%%

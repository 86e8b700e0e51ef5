//! Error types used by the groupvisor runtime and its units.
//!
//! This module defines two main error enums:
//!
//! - [`UnitError`] — failures returned by an individual unit's `run`.
//! - [`SupervisorError`] — the aggregated outcome reported to a waiting caller.
//!
//! Both types provide helper methods (`as_label`, `as_message`) for logging/metrics.
//!
//! Misuse of the supervisor (registering after start, starting with no units,
//! stopping before start, ...) is a programmer error and panics instead of
//! producing one of these values.

use std::error::Error as StdError;
use std::sync::Arc;
use std::time::Duration;

use thiserror::Error;

/// # Errors produced by unit execution.
///
/// A unit returns one of these from [`Unit::run`](crate::Unit::run). The first
/// one observed by the supervisor becomes the group's aggregated error.
///
/// The type is cheap to clone so that [`Supervisor::error`](crate::Supervisor::error)
/// can hand it out any number of times.
#[non_exhaustive]
#[derive(Error, Debug, Clone)]
pub enum UnitError {
    /// Unit failed with a plain message.
    #[error("execution failed: {error}")]
    Fail {
        /// The underlying error message.
        error: String,
    },

    /// Unit failed with an arbitrary error value.
    #[error(transparent)]
    Other(Arc<dyn StdError + Send + Sync + 'static>),

    /// `run` was called before a cancellation token was bound to the unit.
    #[error("unit run before a cancellation token was bound")]
    Unbound,
}

impl UnitError {
    /// Shorthand for [`UnitError::Fail`].
    ///
    /// # Example
    /// ```
    /// use groupvisor::UnitError;
    ///
    /// let err = UnitError::fail("listener closed");
    /// assert_eq!(err.to_string(), "execution failed: listener closed");
    /// ```
    pub fn fail(error: impl Into<String>) -> Self {
        UnitError::Fail {
            error: error.into(),
        }
    }

    /// Wraps any error value.
    pub fn other<E>(err: E) -> Self
    where
        E: StdError + Send + Sync + 'static,
    {
        UnitError::Other(Arc::new(err))
    }

    /// Returns a short stable label (snake_case) for use in logs/metrics.
    pub fn as_label(&self) -> &'static str {
        match self {
            UnitError::Fail { .. } => "unit_failed",
            UnitError::Other(_) => "unit_error",
            UnitError::Unbound => "unit_unbound",
        }
    }

    /// Returns a human-readable message with details about the error.
    pub fn as_message(&self) -> String {
        match self {
            UnitError::Fail { error } => format!("error: {error}"),
            UnitError::Other(err) => format!("error: {err}"),
            UnitError::Unbound => "unit run before bind".to_string(),
        }
    }
}

impl From<std::io::Error> for UnitError {
    fn from(err: std::io::Error) -> Self {
        UnitError::other(err)
    }
}

/// # Aggregated outcome errors.
///
/// Returned by [`Supervisor::wait`](crate::Supervisor::wait) and friends, and by
/// [`Supervisor::error`](crate::Supervisor::error).
#[non_exhaustive]
#[derive(Error, Debug, Clone)]
pub enum SupervisorError {
    /// A unit's `run` returned an error.
    #[error("unit `{unit}` failed: {source}")]
    UnitFailed {
        /// Name the unit was registered under.
        unit: String,
        /// The error the unit returned.
        #[source]
        source: UnitError,
    },

    /// A unit panicked.
    ///
    /// Only appears in [`Supervisor::failures`](crate::Supervisor::failures);
    /// `wait` resumes the panic itself instead of returning this value.
    #[error("unit `{unit}` panicked: {message}")]
    UnitPanicked {
        /// Name the unit was registered under.
        unit: String,
        /// Panic message, when the payload was a string.
        message: String,
    },

    /// The caller's wait timed out; the group keeps running or stopping.
    #[error("wait timed out after {timeout:?}")]
    WaitTimeout {
        /// The timeout supplied by the caller.
        timeout: Duration,
    },
}

impl SupervisorError {
    /// Returns a short stable label (snake_case) for use in logs/metrics.
    ///
    /// # Example
    /// ```
    /// use groupvisor::SupervisorError;
    /// use std::time::Duration;
    ///
    /// let err = SupervisorError::WaitTimeout { timeout: Duration::from_secs(1) };
    /// assert_eq!(err.as_label(), "supervisor_wait_timeout");
    /// ```
    pub fn as_label(&self) -> &'static str {
        match self {
            SupervisorError::UnitFailed { .. } => "supervisor_unit_failed",
            SupervisorError::UnitPanicked { .. } => "supervisor_unit_panicked",
            SupervisorError::WaitTimeout { .. } => "supervisor_wait_timeout",
        }
    }

    /// Returns a human-readable message with details about the error.
    pub fn as_message(&self) -> String {
        match self {
            SupervisorError::UnitFailed { unit, source } => {
                format!("unit={unit} {}", source.as_message())
            }
            SupervisorError::UnitPanicked { unit, message } => {
                format!("unit={unit} panic: {message}")
            }
            SupervisorError::WaitTimeout { timeout } => format!("wait timeout: {timeout:?}"),
        }
    }

    /// True for [`SupervisorError::WaitTimeout`].
    pub fn is_wait_timeout(&self) -> bool {
        matches!(self, SupervisorError::WaitTimeout { .. })
    }

    /// Name of the unit this error originated from, if any.
    pub fn unit(&self) -> Option<&str> {
        match self {
            SupervisorError::UnitFailed { unit, .. } | SupervisorError::UnitPanicked { unit, .. } => {
                Some(unit)
            }
            SupervisorError::WaitTimeout { .. } => None,
        }
    }
}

%%

- **WHAT IS NEEDED**
Give back all the records exactly as they stand.

- **RESPONSE BELOW**
repository 86e8b700e0e51ef5
//! Error types used by the groupvisor runtime and its units.
//!
//! This module defines two main error enums:
//!
//! - [`UnitError`] — failures returned by an individual unit's `run`.
//! - [`SupervisorError`] — the aggregated outcome reported to a waiting caller.
//!
//! Both types provide helper methods (`as_label`, `as_message`) for logging/metrics.
//!
//! Misuse of the supervisor (registering after start, starting with no units,
//! stopping before start, ...) is a programmer error and panics instead of
//! producing one of these values.

use std::error::Error as StdError;
use std::sync::Arc;
use std::time::Duration;

use thiserror::Error;

/// # Errors produced by unit execution.
///
/// A unit returns one of these from [`Unit::run`](crate::Unit::run). The first
/// one observed by the supervisor becomes the group's aggregated error.
///
/// The type is cheap to clone so that [`Supervisor::error`](crate::Supervisor::error)
/// can hand it out any number of times.
#[non_exhaustive]
#[derive(Error, Debug, Clone)]
pub enum UnitError {
    /// Unit failed with a plain message.
    #[error("execution failed: {error}")]
    Fail {
        /// The underlying error message.
        error: String,
    },

    /// Unit failed with an arbitrary error value.
    #[error(transparent)]
    Other(Arc<dyn StdError + Send + Sync + 'static>),

    /// `run` was called before a cancellation token was bound to the unit.
    #[error("unit run before a cancellation token was bound")]
    Unbound,
}

impl UnitError {
    /// Shorthand for [`UnitError::Fail`].
    ///
    /// # Example
    /// ```
    /// use groupvisor::UnitError;
    ///
    /// let err = UnitError::fail("listener closed");
    /// assert_eq!(err.to_string(), "execution failed: listener closed");
    /// ```
    pub fn fail(error: impl Into<String>) -> Self {
        UnitError::Fail {
            error: error.into(),
        }
    }

    /// Wraps any error value.
    pub fn other<E>(err: E) -> Self
    where
        E: StdError + Send + Sync + 'static,
    {
        UnitError::Other(Arc::new(err))
    }

    /// Returns a short stable label (snake_case) for use in logs/metrics.
    pub fn as_label(&self) -> &'static str {
        match self {
            UnitError::Fail { .. } => "unit_failed",
            UnitError::Other(_) => "unit_error",
            UnitError::Unbound => "unit_unbound",
        }
    }

    /// Returns a human-readable message with details about the error.
    pub fn as_message(&self) -> String {
        match self {
            UnitError::Fail { error } => format!("error: {error}"),
            UnitError::Other(err) => format!("error: {err}"),
            UnitError::Unbound => "unit run before bind".to_string(),
        }
    }
}

impl From<std::io::Error> for UnitError {
    fn from(err: std::io::Error) -> Self {
        UnitError::other(err)
    }
}

/// # Aggregated outcome errors.
///
/// Returned by [`Supervisor::wait`](crate::Supervisor::wait) and friends, and by
/// [`Supervisor::error`](crate::Supervisor::error).
#[non_exhaustive]
#[derive(Error, Debug, Clone)]
pub enum SupervisorError {
    /// A unit's `run` returned an error.
    #[error("unit `{unit}` failed: {source}")]
    UnitFailed {
        /// Name the unit was registered under.
        unit: String,
        /// The error the unit returned.
        #[source]
        source: UnitError,
    },

    /// A unit panicked.
    ///
    /// Only appears in [`Supervisor::failures`](crate::Supervisor::failures);
    /// `wait` resumes the panic itself instead of returning this value.
    #[error("unit `{unit}` panicked: {message}")]
    UnitPanicked {
        /// Name the unit was registered under.
        unit: String,
        /// Panic message, when the payload was a string.
        message: String,
    },

    /// The caller's wait timed out; the group keeps running or stopping.
    #[error("wait timed out after {timeout:?}")]
    WaitTimeout {
        /// The timeout supplied by the caller.
        timeout: Duration,
    },
}

impl SupervisorError {
    /// Returns a short stable label (snake_case) for use in logs/metrics.
    ///
    /// # Example
    /// ```
    /// use groupvisor::SupervisorError;
    /// use std::time::Duration;
    ///
    /// let err = SupervisorError::WaitTimeout { timeout: Duration::from_secs(1) };
    /// assert_eq!(err.as_label(), "supervisor_wait_timeout");
    /// ```
    pub fn as_label(&self) -> &'static str {
        match self {
            SupervisorError::UnitFailed { .. } => "supervisor_unit_failed",
            SupervisorError::UnitPanicked { .. } => "supervisor_unit_panicked",
            SupervisorError::WaitTimeout { .. } => "supervisor_wait_timeout",
        }
    }

    /// Returns a human-readable message with details about the error.
    pub fn as_message(&self) -> String {
        match self {
            SupervisorError::UnitFailed { unit, source } => {
                format!("unit={unit} {}", source.as_message())
            }
            SupervisorError::UnitPanicked { unit, message } => {
                format!("unit={unit} panic: {message}")
            }
            SupervisorError::WaitTimeout { timeout } => format!("wait timeout: {timeout:?}"),
        }
    }

    /// True for [`SupervisorError::WaitTimeout`].
    pub fn is_wait_timeout(&self) -> bool {
        matches!(self, SupervisorError::WaitTimeout { .. })
    }

    /// Name of the unit this error originated from, if any.
    pub fn unit(&self) -> Option<&str> {
        match self {
            SupervisorError::UnitFailed { unit, .. } | SupervisorError::UnitPanicked { unit, .. } => {
                Some(unit)
            }
            SupervisorError::WaitTimeout { .. } => None,
        }
    }
}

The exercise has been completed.